Saved entries:
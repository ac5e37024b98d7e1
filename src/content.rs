//! Typed content records and the store loaders.
//!
//! Each frontmatter shape gets its own serde schema (`MetadataDoc`,
//! `AuthorDoc`, `PostDoc`, `ProjectDoc`, `HomepageDoc`), decoded strictly —
//! unknown content kinds don't exist, and a schema mismatch fails the whole
//! load. On top of the schemas sit the published records (`Post`, `Project`,
//! `Author`, `SiteMetadata`, `Homepage`) with their computed fields filled
//! in: slug, cover assignment, reading time, publish date.
//!
//! `ContentStore::load` builds everything in one synchronous, fail-fast pass
//! and returns an immutable value. Callers construct it once at startup and
//! pass it by reference; there is no hidden cache to invalidate.
//!
//! `AnsiStore` is the terminal-facing parallel: same discovery and computed
//! fields, but bodies rendered to ANSI and headers read from pre-rendered
//! `.ansi` art files.

use std::collections::BTreeMap;
use std::fs;
use std::path::{Path, PathBuf};

use serde::{Deserialize, Serialize};
use thiserror::Error;
use url::Url;

use crate::ansi;
use crate::config::SitePaths;
use crate::context::{self, ContentContext, LayoutError};
use crate::cover::{self, CoverAssignment, CoverError, ImageSet};
use crate::frontmatter::{self, Document, FrontmatterError};
use crate::html::{self, RenderError};
use crate::naming;

#[derive(Error, Debug)]
pub enum LoadError {
    #[error("IO error at {path}: {source}")]
    Io {
        path: PathBuf,
        source: std::io::Error,
    },
    #[error("Invalid frontmatter in {path}: {source}")]
    Frontmatter {
        path: PathBuf,
        source: FrontmatterError,
    },
    #[error(transparent)]
    Layout(#[from] LayoutError),
    #[error(transparent)]
    Cover(#[from] CoverError),
    #[error(transparent)]
    Render(#[from] RenderError),
    #[error("'{field}' must not be empty in {path}")]
    EmptyField {
        path: PathBuf,
        field: &'static str,
    },
    #[error("Invalid URL in '{field}' of {path}: {source}")]
    InvalidUrl {
        path: PathBuf,
        field: &'static str,
        source: url::ParseError,
    },
    #[error("Duplicate slug '{slug}' under {dir}")]
    DuplicateSlug { slug: String, dir: PathBuf },
}

// ---------------------------------------------------------------------------
// Frontmatter schemas
// ---------------------------------------------------------------------------

/// `meta.md` frontmatter: SEO and social-card fields.
#[derive(Debug, Clone, Deserialize)]
pub struct MetadataDoc {
    pub description: String,
    pub keywords: Vec<String>,
    pub author: String,
    pub language: Vec<String>,
    pub robots: Vec<String>,
    #[serde(rename = "og:title")]
    pub og_title: String,
    #[serde(rename = "og:description")]
    pub og_description: String,
    #[serde(rename = "og:image")]
    pub og_image: Option<String>,
    #[serde(rename = "og:url")]
    pub og_url: String,
    #[serde(rename = "og:type")]
    pub og_type: String,
    #[serde(rename = "og:locale")]
    pub og_locale: String,
    #[serde(rename = "twitter:card")]
    pub twitter_card: String,
    #[serde(rename = "twitter:title")]
    pub twitter_title: String,
    #[serde(rename = "twitter:description")]
    pub twitter_description: String,
    #[serde(rename = "twitter:image")]
    pub twitter_image: Option<String>,
    #[serde(rename = "twitter:creator")]
    pub twitter_creator: String,
}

▶ **Your assignment**: Only the lines above that include the word "schemas" belong in the answer; copy each one.

▶ **Solution for this task**:
//! load. On top of the schemas sit the published records (`Post`, `Project`,
// Frontmatter schemas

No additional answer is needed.